ILPS Northeast Statement of Solidarity with the Workers of Hunts Point Produce Market
Last Sunday, on January 17, 2021, 1,400 workers at the Hunts Point Produce Market in The Bronx, New York, the largest wholesale produce market in the US, went on strike after negotiations for a new three-year contract broke down between their union, Teamsters Local 202, and management. The strike came after union negotiators fought for a $1/hour raise every year for the next three years and management countered with a 32 cent increase for 2021. Every year the market earns over $2 billion in revenue.
Since the start of the pandemic the workers at the market, who handle 210 million pounds of produce a year and supply 60% of the city’s produce, have risked their lives every single day to perform the essential function of keeping the city fed. During this time 300 workers have contracted COVID-19, six of whom have died. In the words of one Hunts Point Market worker and Teamsters Local 202 member on the second day of the strike, “With the pandemic, we fought our fears to feed our families and feed the city. Now we are fighting for what we are worth.”
On Monday night, while the Teamsters on the picket line blocked non-union, strike-breaking truck drivers from entering the facility, dozens of NYPD, some of them in riot gear, attacked the workers and arrested six people. While management turned to strikebreakers and to the police state in the pursuit of profit, these attacks only served to strengthen the resolve of the workers, who remained steadfast in their resistance.
The workers’ militancy and unity inspired solidarity from fellow workers—including truck drivers and train operators—who refused to cross the picket line while the Teamsters continued to wage their struggle. When stopped by the picket line as he reached the market, one freight operator driving 21 train cars of produce from Ohio responded to the workers that he was also a Teamster, and immediately turned the train around. Teachers, nurses, and other sectors joined the workers in the picket line bringing food, hand warmers, and other items to help sustain the fight. The workers’ struggle gained such support and popularity that even Congresswoman Alexandria Ocasio-Cortez spent inauguration day of the Biden-Harris administration alongside the workers instead of in Washington DC.

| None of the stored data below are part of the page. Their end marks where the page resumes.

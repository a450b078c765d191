//! Quoted customer testimonials: `"Quote" — **Author**`

use lazy_static::lazy_static;
use regex::Regex;
use serde::{Deserialize, Serialize};

lazy_static! {
    /// Quote may span lines; attribution is a bold run after a hyphen, en or em dash
    static ref TESTIMONIAL_RE: Regex =
        Regex::new(r#""((?s:.*?))"\s+[-–—]\s+\*\*(.*?)\*\*"#).unwrap();
}

#[derive(Debug, Clone, PartialEq, Eq, Serialize, Deserialize)]
pub struct Testimonial {
    pub text: String,
    pub author: String,
}

/// Extract every testimonial, flattening newlines inside the quote to spaces
pub fn parse_testimonials(content: &str) -> Vec<Testimonial> {
    TESTIMONIAL_RE
        .captures_iter(content)
        .filter_map(|caps| {
            let text = caps[1].trim().replace("\r\n", " ").replace('\n', " ");
            let author = caps[2].trim().to_string();
            if text.is_empty() || author.is_empty() {
                None
            } else {
                Some(Testimonial { text, author })
            }
        })
        .collect()
}

#[cfg(test)]
mod tests {
    use super::*;

    #[test]
    fn test_parse_testimonials() {
        let content = r#"### REVIEWS

"Fixed a hidden leak and restored
the drywall perfectly." — **Jason M.**

"On time and very clean." – **Maria L.**

"Great work" - **Daniel S.**
"#;
        let testimonials = parse_testimonials(content);

        assert_eq!(testimonials.len(), 3);
        assert_eq!(
            testimonials[0].text,
            "Fixed a hidden leak and restored the drywall perfectly."
        );
        assert_eq!(testimonials[0].author, "Jason M.");
        assert_eq!(testimonials[1].author, "Maria L.");
        assert_eq!(testimonials[2].text, "Great work");
    }

    #[test]
    fn test_quote_without_attribution_is_ignored() {
        assert!(parse_testimonials(r#""Just a quote" and nothing else"#).is_empty());
    }
}
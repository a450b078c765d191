//! Rendering of parsed content to HTML

pub mod article;
pub mod html;
pub mod legal;

pub use article::{ArticleDocument, ArticleSection, Block, Inline, QuestionAnswer, SectionBody, Urgency};

/// Escape text for HTML element content and attribute values
pub fn escape_html(text: &str) -> String {
    let mut out = String::with_capacity(text.len());
    for c in text.chars() {
        match c {
            '&' => out.push_str("&amp;"),
            '<' => out.push_str("&lt;"),
            '>' => out.push_str("&gt;"),
            '"' => out.push_str("&quot;"),
            '\'' => out.push_str("&#39;"),
            _ => out.push(c),
        }
    }
    out
}
//! HTML output for parsed article documents

use serde_json::json;

use super::article::{ArticleDocument, Block, Inline, QuestionAnswer, SectionBody, Table, Urgency};
use super::escape_html;
use crate::config::{OrganizationConfig, SiteConfig};
use crate::content::BlogArticle;

/// Render every section of a document
pub fn render_document(doc: &ArticleDocument, config: &SiteConfig) -> String {
    let mut html = String::from(r#"<div class="article-content">"#);

    for section in &doc.sections {
        match &section.body {
            SectionBody::Author { content } => {
                html.push_str(&render_author(content, &config.organization));
            }
            SectionBody::Faq { items } => {
                html.push_str(&section_open(&section.title));
                html.push_str(&render_accordion(items));
                html.push_str("</section>");
            }
            SectionBody::Markdown { blocks } => {
                html.push_str(&section_open(&section.title));
                for block in blocks {
                    html.push_str(&render_block(block));
                }
                html.push_str("</section>");
            }
        }
    }

    html.push_str("</div>");
    html
}

fn section_open(title: &str) -> String {
    format!(
        r#"<section class="article-section" id="{}"><h2>{}</h2>"#,
        slug::slugify(title),
        escape_html(title)
    )
}

fn render_block(block: &Block) -> String {
    match block {
        Block::Heading(text) => format!("<h3>{}</h3>", escape_html(text)),
        Block::Paragraph(inlines) => format!("<p>{}</p>", render_inline(inlines)),
        Block::List(items) => {
            let mut html = String::from("<ul>");
            for item in items {
                html.push_str(&format!("<li>{}</li>", render_inline(item)));
            }
            html.push_str("</ul>");
            html
        }
        Block::Table(table) => render_table(table),
    }
}

fn render_inline(inlines: &[Inline]) -> String {
    inlines
        .iter()
        .map(|inline| match inline {
            Inline::Text(text) => escape_html(text),
            Inline::Strong(text) => format!("<strong>{}</strong>", escape_html(text)),
        })
        .collect()
}

/// CSS class for an urgency badge
pub fn urgency_class(urgency: Urgency) -> &'static str {
    match urgency {
        Urgency::High => "urgency urgency-high",
        Urgency::Medium => "urgency urgency-medium",
        Urgency::Neutral => "urgency urgency-neutral",
    }
}

fn render_table(table: &Table) -> String {
    let mut html = String::from(r#"<div class="table-wrap"><table><thead><tr>"#);
    for header in &table.headers {
        html.push_str(&format!("<th>{}</th>", escape_html(header)));
    }
    html.push_str("</tr></thead><tbody>");

    for (idx, row) in table.rows.iter().enumerate() {
        let stripe = if idx % 2 == 0 { "even" } else { "odd" };
        html.push_str(&format!(r#"<tr class="{}">"#, stripe));
        for cell in row {
            match cell.urgency {
                Some(urgency) => html.push_str(&format!(
                    r#"<td><span class="{}">{}</span></td>"#,
                    urgency_class(urgency),
                    escape_html(&cell.text)
                )),
                None => {
                    let inlines = super::article::parse_inline(&cell.text);
                    html.push_str(&format!("<td>{}</td>", render_inline(&inlines)));
                }
            }
        }
        html.push_str("</tr>");
    }

    html.push_str("</tbody></table></div>");
    html
}

fn render_accordion(items: &[QuestionAnswer]) -> String {
    if items.is_empty() {
        return String::new();
    }

    let mut html = String::from(r#"<div class="faq-accordion">"#);
    for item in items {
        html.push_str(&format!(
            r#"<details class="faq-item"><summary>{}</summary><p>{}</p></details>"#,
            escape_html(&item.question),
            escape_html(&item.answer)
        ));
    }
    html.push_str("</div>");
    html
}

/// schema.org Organization markup for the author card
pub fn organization_json_ld(org: &OrganizationConfig) -> serde_json::Value {
    json!({
        "@context": "https://schema.org",
        "@type": "Organization",
        "name": org.name,
        "description": org.description,
        "url": org.url,
        "logo": org.logo,
        "address": {
            "@type": "PostalAddress",
            "addressRegion": org.region,
            "addressLocality": org.locality,
        },
        "areaServed": org.area_served,
        "serviceType": org.service_type,
    })
}

fn render_author(content: &str, org: &OrganizationConfig) -> String {
    // `</` cannot appear inside the script element
    let json_ld = organization_json_ld(org).to_string().replace("</", "<\\/");

    format!(
        r#"<section class="article-author"><blockquote><p>Written by {} — {}</p></blockquote><p>{}</p><a href="/about">Learn more about our services →</a><script type="application/ld+json">{}</script></section>"#,
        escape_html(&org.name),
        escape_html(&org.description),
        escape_html(content.trim()),
        json_ld
    )
}

/// Full standalone page for an article
pub fn render_article_page(article: &BlogArticle, config: &SiteConfig) -> String {
    let meta = &article.meta;
    format!(
        r#"<!DOCTYPE html>
<html lang="en">
<head>
<meta charset="utf-8">
<title>{title} | {site}</title>
<meta name="description" content="{description}">
<link rel="canonical" href="{canonical}">
</head>
<body>
<article class="blog-article">
<header>
<span class="badge">{category}</span>
<h1>{title}</h1>
<p class="lead">{description}</p>
<div class="article-meta"><span>{author}</span><span>{reading_time}</span></div>
<img class="hero" src="{hero}" alt="{title}">
</header>
{body}
</article>
</body>
</html>
"#,
        title = escape_html(&meta.title),
        site = escape_html(&config.title),
        description = escape_html(&meta.description),
        canonical = config.absolute_url(&format!("blog/{}", meta.slug)),
        category = escape_html(&meta.category),
        author = escape_html(&meta.author),
        reading_time = escape_html(&meta.reading_time),
        hero = escape_html(&meta.hero_image),
        body = render_document(&article.document, config),
    )
}

#[cfg(test)]
mod tests {
    use super::*;

    fn render(body: &str) -> String {
        let config = SiteConfig::default();
        let doc = ArticleDocument::parse(body, &config.strip_glyphs);
        render_document(&doc, &config)
    }

    #[test]
    fn test_table_urgency_classes() {
        let html = render("## Warning Signs\n| Sign | Urgency | Action |\n|---|---|---|\n| Leak | High | Fix ASAP |\n| Dust | Low | Clean |");
        assert!(html.contains(r#"<span class="urgency urgency-high">High</span>"#));
        assert!(html.contains(r#"<span class="urgency urgency-neutral">Low</span>"#));
        assert!(html.contains("<th>Sign</th>"));
    }

    #[test]
    fn test_author_block_has_json_ld() {
        let html = render("## Written by **Vadim Group**\nLocal experts since 2010.");
        assert!(html.contains(r#"<script type="application/ld+json">"#));
        assert!(html.contains(r#""@type":"Organization""#));
        assert!(html.contains("Local experts since 2010."));
    }

    #[test]
    fn test_faq_accordion() {
        let html = render("## FAQ\n### Is it safe?\nYes.");
        assert!(html.contains("<summary>Is it safe?</summary><p>Yes.</p>"));
        assert!(html.contains(r#"id="faq""#));
    }

    #[test]
    fn test_text_is_escaped() {
        let html = render("## Tips\nUse <caulk> & **seal**");
        assert!(html.contains("<p>Use &lt;caulk&gt; &amp; <strong>seal</strong></p>"));
    }

    #[test]
    fn test_organization_json_ld() {
        let value = organization_json_ld(&OrganizationConfig::default());
        assert_eq!(value["address"]["addressLocality"], "Orlando");
        assert_eq!(value["serviceType"][2], "RV Repairs");
    }
}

Yesterday, January 23, 2021, on the seventh day of the strike, the 1,400 workers who are represented by Teamsters Local 202 voted to accept a new contract, bringing an end to the first strike at the Hunts Point Produce Market since 1986. The new contract includes a 70 cent raise for 2021, followed by 50 cents in 2022 and 65 cents in 2023, totaling $1.85 over three years, along with three extra paid days off. While the contract represents a compromise, the strike resulted in the largest raise won in the history of the union’s bargaining unit.
At a time when workers across the country have suffered under increasingly dire economic, social and health crises under COVID, the example of the Hunts Point Produce Market workers and their indefatigable struggle is one that resounds deeply across all sectors of the working class. ILPS US Northeast applauds the militant struggle of the workers at Hunts Point Produce Market and all workers fighting for raises, hazard pay, health care, safe working conditions, and the right to organize. The only solution to both the fascism under the Trump regime and the neoliberal onslaught of the newly inaugurated Biden and the Democratic Party is militant worker power that disrupts the exploitative system which continues to benefit the wealthy at the expense of the poor.
Power to the workers! Build anti-imperialist worker solidarity! Fight for Socialism!